▶ PROBLEM STATEMENT
Please give again, exactly and only, the stretch of lines from the one containing "effects.push(SessionEffect::CancelScope(game.scope));" to the end of the entries below.

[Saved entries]
━━━━━━━━━━━━━━━━━━━━━━━━━━━━━━
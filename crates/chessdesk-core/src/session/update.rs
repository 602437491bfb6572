//! Session reducer.
//!
//! All state transitions live here. The runtime calls [`update`] with each
//! input and executes the returned effects; nothing here performs I/O.

use chessdesk_types::{AccountEvent, Color, GameInfo, GameStatus, GameUpdate};

use super::effects::SessionEffect;
use super::events::{SessionEvent, SessionInput};
use super::state::{ActiveGame, AppState, ScopeId, SessionState};
use crate::api::BoardAction;
use crate::stream::GameStreamEvent;

/// Initial transition: `Home` if a token is already stored, else `Authorization`.
pub fn start(state: &mut SessionState, has_token: bool) -> Vec<SessionEffect> {
    let mut effects = Vec::new();
    if has_token {
        enter_home(state, &mut effects);
    } else {
        set_app_state(state, AppState::Authorization, &mut effects);
        // Observers always learn the initial state.
        if effects.is_empty() {
            effects.push(SessionEffect::Notify(SessionEvent::StateChanged(
                AppState::Authorization,
            )));
        }
    }
    effects
}

pub fn update(state: &mut SessionState, input: SessionInput) -> Vec<SessionEffect> {
    if state.disposed {
        return vec![];
    }

    let mut effects = Vec::new();
    match input {
        SessionInput::StartAuthentication => start_authentication(state, &mut effects),
        SessionInput::AuthCompleted { scope, result } => {
            if state.auth_scope != Some(scope) {
                tracing::debug!(?scope, "dropping stale auth result");
                return effects;
            }
            state.auth_scope = None;
            effects.push(SessionEffect::Notify(SessionEvent::AuthenticationFinished {
                success: result.success,
            }));
            if result.success {
                enter_home(state, &mut effects);
            } else {
                set_app_state(state, AppState::Authorization, &mut effects);
            }
        }
        SessionInput::ProfileLoaded { scope, username } => {
            if state.event_scope != Some(scope) {
                return effects;
            }
            if let Some(username) = username {
                state.username = Some(username.clone());
                effects.push(SessionEffect::Notify(SessionEvent::ProfileLoaded {
                    username,
                }));
            }
        }
        SessionInput::Account { scope, event } => {
            if state.event_scope != Some(scope) {
                tracing::debug!(?scope, "dropping event from stale stream");
                return effects;
            }
            handle_account_event(state, event, &mut effects);
        }
        SessionInput::Game { scope, event } => {
            let live = state
                .game
                .as_ref()
                .is_some_and(|g| g.scope == scope && !g.finished);
            if !live {
                tracing::debug!(?scope, "dropping event from stale game stream");
                return effects;
            }
            handle_game_event(state, event, &mut effects);
        }
        SessionInput::ReturnToHome => return_to_home(state, &mut effects),
        SessionInput::MakeMove(uci) => {
            board_action(state, BoardAction::Move { uci }, &mut effects);
        }
        SessionInput::OfferDraw => {
            board_action(state, BoardAction::Draw { accept: true }, &mut effects);
        }
        SessionInput::RespondToDraw { accept } => {
            board_action(state, BoardAction::Draw { accept }, &mut effects);
        }
        SessionInput::Resign => board_action(state, BoardAction::Resign, &mut effects),
        SessionInput::ActionCompleted { action, ok } => {
            effects.push(SessionEffect::Notify(SessionEvent::ActionResult { action, ok }));
        }
        SessionInput::Seek(request) => {
            if state.app_state != AppState::Home || state.game.is_some() {
                tracing::warn!(state = %state.app_state, "seek ignored outside the home screen");
                effects.push(SessionEffect::Notify(SessionEvent::SeekFinished {
                    paired: false,
                }));
                return effects;
            }
            if let Some(previous) = state.seek_scope.take() {
                effects.push(SessionEffect::CancelScope(previous));
            }
            let scope = state.scopes.next_id();
            state.seek_scope = Some(scope);
            effects.push(SessionEffect::Seek { scope, request });
        }
        SessionInput::CancelSeek => {
            if let Some(scope) = state.seek_scope.take() {
                effects.push(SessionEffect::CancelScope(scope));
                effects.push(SessionEffect::Notify(SessionEvent::SeekFinished {
                    paired: false,
                }));
            }
        }
        SessionInput::SeekCompleted { scope, paired } => {
            if state.seek_scope != Some(scope) {
                return effects;
            }
            state.seek_scope = None;
            effects.push(SessionEffect::Notify(SessionEvent::SeekFinished { paired }));
        }
        SessionInput::Logout => {
            cancel_all(state, &mut effects);
            state.game = None;
            state.username = None;
            effects.push(SessionEffect::ResetClock);
            effects.push(SessionEffect::ClearToken);
            set_app_state(state, AppState::Authorization, &mut effects);
        }
        SessionInput::Dispose => {
            cancel_all(state, &mut effects);
            effects.push(SessionEffect::DisposeClock);
            state.disposed = true;
        }
    }
    effects
}

fn set_app_state(state: &mut SessionState, next: AppState, effects: &mut Vec<SessionEffect>) {
    if state.app_state != next {
        tracing::info!(from = %state.app_state, to = %next, "session state changed");
        state.app_state = next;
        effects.push(SessionEffect::Notify(SessionEvent::StateChanged(next)));
    }
}

/// Every entry into `Home` replaces the event stream with a fresh scope.
fn enter_home(state: &mut SessionState, effects: &mut Vec<SessionEffect>) {
    if let Some(previous) = state.event_scope.take() {
        effects.push(SessionEffect::CancelScope(previous));
    }
    let scope = state.scopes.next_id();
    state.event_scope = Some(scope);
    effects.push(SessionEffect::OpenEventStream { scope });
    effects.push(SessionEffect::FetchProfile { scope });
    set_app_state(state, AppState::Home, effects);
}

fn cancel_all(state: &mut SessionState, effects: &mut Vec<SessionEffect>) {
    for scope in state.live_scopes() {
        effects.push(SessionEffect::CancelScope(scope));
    }
    state.auth_scope = None;
    state.event_scope = None;
    state.seek_scope = None;
    if let Some(game) = state.game.as_mut() {
        game.finished = true;
    }
}

fn start_authentication(state: &mut SessionState, effects: &mut Vec<SessionEffect>) {
    if state.app_state != AppState::Authorization {
        tracing::warn!(state = %state.app_state, "already authenticated");
        return;
    }
    if let Some(previous) = state.auth_scope.take() {
        effects.push(SessionEffect::CancelScope(previous));
    }
    let scope = state.scopes.next_id();
    state.auth_scope = Some(scope);
    effects.push(SessionEffect::StartAuthentication { scope });
}

fn handle_account_event(
    state: &mut SessionState,
    event: AccountEvent,
    effects: &mut Vec<SessionEffect>,
) {
    match event {
        AccountEvent::GameStart { game } => game_start(state, &game, effects),
        AccountEvent::GameFinish { game } => {
            let active = state
                .game
                .as_ref()
                .is_some_and(|active| !active.finished && game.refers_to(&active.id));
            if active {
                finish_game(state, None, None, effects);
            } else {
                tracing::debug!(game_id = %game.game_id, "gameFinish for an inactive game");
            }
        }
        AccountEvent::Challenge { challenge } => {
            effects.push(SessionEffect::Notify(SessionEvent::ChallengeReceived(
                challenge,
            )));
        }
        AccountEvent::ChallengeCanceled { challenge } => {
            effects.push(SessionEffect::Notify(SessionEvent::ChallengeCanceled {
                id: challenge.id,
            }));
        }
        AccountEvent::Other => tracing::debug!("ignoring unhandled account event"),
    }
}

fn game_start(state: &mut SessionState, game: &GameInfo, effects: &mut Vec<SessionEffect>) {
    let game_id = game.stream_id().to_string();
    if game_id.is_empty() {
        tracing::warn!("gameStart without a game id");
        return;
    }

    if let Some(active) = &state.game {
        if game.refers_to(&active.id) {
            tracing::debug!(%game_id, "gameStart for the active game");
            return;
        }
        if active.is_playing() {
            tracing::warn!(%game_id, active = %active.id, "gameStart while another game is active");
            return;
        }
    }

    // A previous game stream is always cancelled before a new one opens,
    // including one still waiting for its snapshot.
    if let Some(previous) = state.game.take()
        && !previous.finished
    {
        effects.push(SessionEffect::CancelScope(previous.scope));
    }
    effects.push(SessionEffect::ResetClock);

    let scope = state.scopes.next_id();
    tracing::info!(%game_id, "opening game stream");
    state.game = Some(ActiveGame::new(game_id.clone(), scope, game.color));
    effects.push(SessionEffect::OpenGameStream {
        scope,
        game_id,
        color: game.color,
        username: state.username.clone(),
    });
}

fn handle_game_event(
    state: &mut SessionState,
    event: GameStreamEvent,
    effects: &mut Vec<SessionEffect>,
) {
    let username = state.username.clone();
    let Some(game) = state.game.as_mut() else {
        return;
    };

    match event {
        GameStreamEvent::Snapshot(snapshot) => {
            if game.color.is_none() {
                game.color = username.as_deref().and_then(|name| snapshot.color_of(name));
            }
            let sync = clock_sync(&snapshot.state, game.color);
            let replay = game.snapshot.is_some();
            game.last_update = None;
            game.snapshot = Some(snapshot.clone());

            if replay {
                effects.push(SessionEffect::Notify(SessionEvent::BoardUpdated(
                    snapshot.state,
                )));
            } else {
                let color = game.color;
                set_app_state(state, AppState::Game, effects);
                effects.push(SessionEffect::Notify(SessionEvent::GameStarted {
                    snapshot,
                    color,
                }));
            }
            effects.push(sync);
        }
        GameStreamEvent::Update(update) => {
            let sync = clock_sync(&update, game.color);
            game.last_update = Some(update.clone());
            effects.push(SessionEffect::Notify(SessionEvent::BoardUpdated(update)));
            effects.push(sync);
        }
        GameStreamEvent::DrawOffered(_) => {
            effects.push(SessionEffect::Notify(SessionEvent::DrawOffered));
        }
        GameStreamEvent::GameOver(update) => {
            finish_game(state, Some(update.status), update.winner, effects);
        }
    }
}

/// Clock sync for `update` as seen by `color`. An unknown side is treated as white.
fn clock_sync(update: &GameUpdate, color: Option<Color>) -> SessionEffect {
    let is_playing_white = color != Some(Color::Black);
    let white_to_move = update.move_count() % 2 == 0;
    SessionEffect::SyncClock {
        white_ms: update.wtime,
        black_ms: update.btime,
        is_playing_white,
        is_player_turn: white_to_move == is_playing_white,
    }
}

/// Ends the active game: cancels its stream, stops the clock, keeps the screen.
fn finish_game(
    state: &mut SessionState,
    status: Option<GameStatus>,
    winner: Option<Color>,
    effects: &mut Vec<SessionEffect>,
) {
    let Some(game) = state.game.as_mut() else {
        return;
    };
    if game.finished {
        return;
    }
    game.finished = true;
    tracing::info!(game_id = %game.id, ?status, "game over");
    effects.push(SessionEffect::CancelScope(game.scope));
    effects.push(SessionEffect::StopClock);
    effects.push(SessionEffect::Notify(SessionEvent::GameOver {
        game_id: game.id.clone(),
        status,
        winner,
    }));
}

fn return_to_home(state: &mut SessionState, effects: &mut Vec<SessionEffect>) {
    if state.app_state == AppState::Authorization {
        return;
    }
    match state.game.as_ref().map(|g| (g.snapshot.is_some(), g.scope)) {
        Some((true, _)) => finish_game(state, None, None, effects),
        // Never shown as started: drop the stream without a game-over notice.
        Some((false, scope)) => effects.push(SessionEffect::CancelScope(scope)),
        None => {}
    }
    if state.game.take().is_some() {
        effects.push(SessionEffect::ResetClock);
    }
    if state.app_state != AppState::Home {
        enter_home(state, effects);
    }
}

fn board_action(state: &SessionState, action: BoardAction, effects: &mut Vec<SessionEffect>) {
    match state.game.as_ref().filter(|g| g.is_playing()) {
        Some(game) => effects.push(SessionEffect::PostAction {
            game_id: game.id.clone(),
            action,
        }),
        None => {
            tracing::warn!(?action, "no game in progress");
            effects.push(SessionEffect::Notify(SessionEvent::ActionResult {
                action,
                ok: false,
            }));
        }
    }
}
━━━━━━━━━━━━━━━━━━━━━━━━━━━━━━
▶ RESULT OF THIS TASK
    effects.push(SessionEffect::CancelScope(game.scope));
    effects.push(SessionEffect::StopClock);
    effects.push(SessionEffect::Notify(SessionEvent::GameOver {
        game_id: game.id.clone(),
        status,
        winner,
    }));
}

fn return_to_home(state: &mut SessionState, effects: &mut Vec<SessionEffect>) {
    if state.app_state == AppState::Authorization {
        return;
    }
    match state.game.as_ref().map(|g| (g.snapshot.is_some(), g.scope)) {
        Some((true, _)) => finish_game(state, None, None, effects),
        // Never shown as started: drop the stream without a game-over notice.
        Some((false, scope)) => effects.push(SessionEffect::CancelScope(scope)),
        None => {}
    }
    if state.game.take().is_some() {
        effects.push(SessionEffect::ResetClock);
    }
    if state.app_state != AppState::Home {
        enter_home(state, effects);
    }
}

fn board_action(state: &SessionState, action: BoardAction, effects: &mut Vec<SessionEffect>) {
    match state.game.as_ref().filter(|g| g.is_playing()) {
        Some(game) => effects.push(SessionEffect::PostAction {
            game_id: game.id.clone(),
            action,
        }),
        None => {
            tracing::warn!(?action, "no game in progress");
            effects.push(SessionEffect::Notify(SessionEvent::ActionResult {
                action,
                ok: false,
            }));
        }
    }
}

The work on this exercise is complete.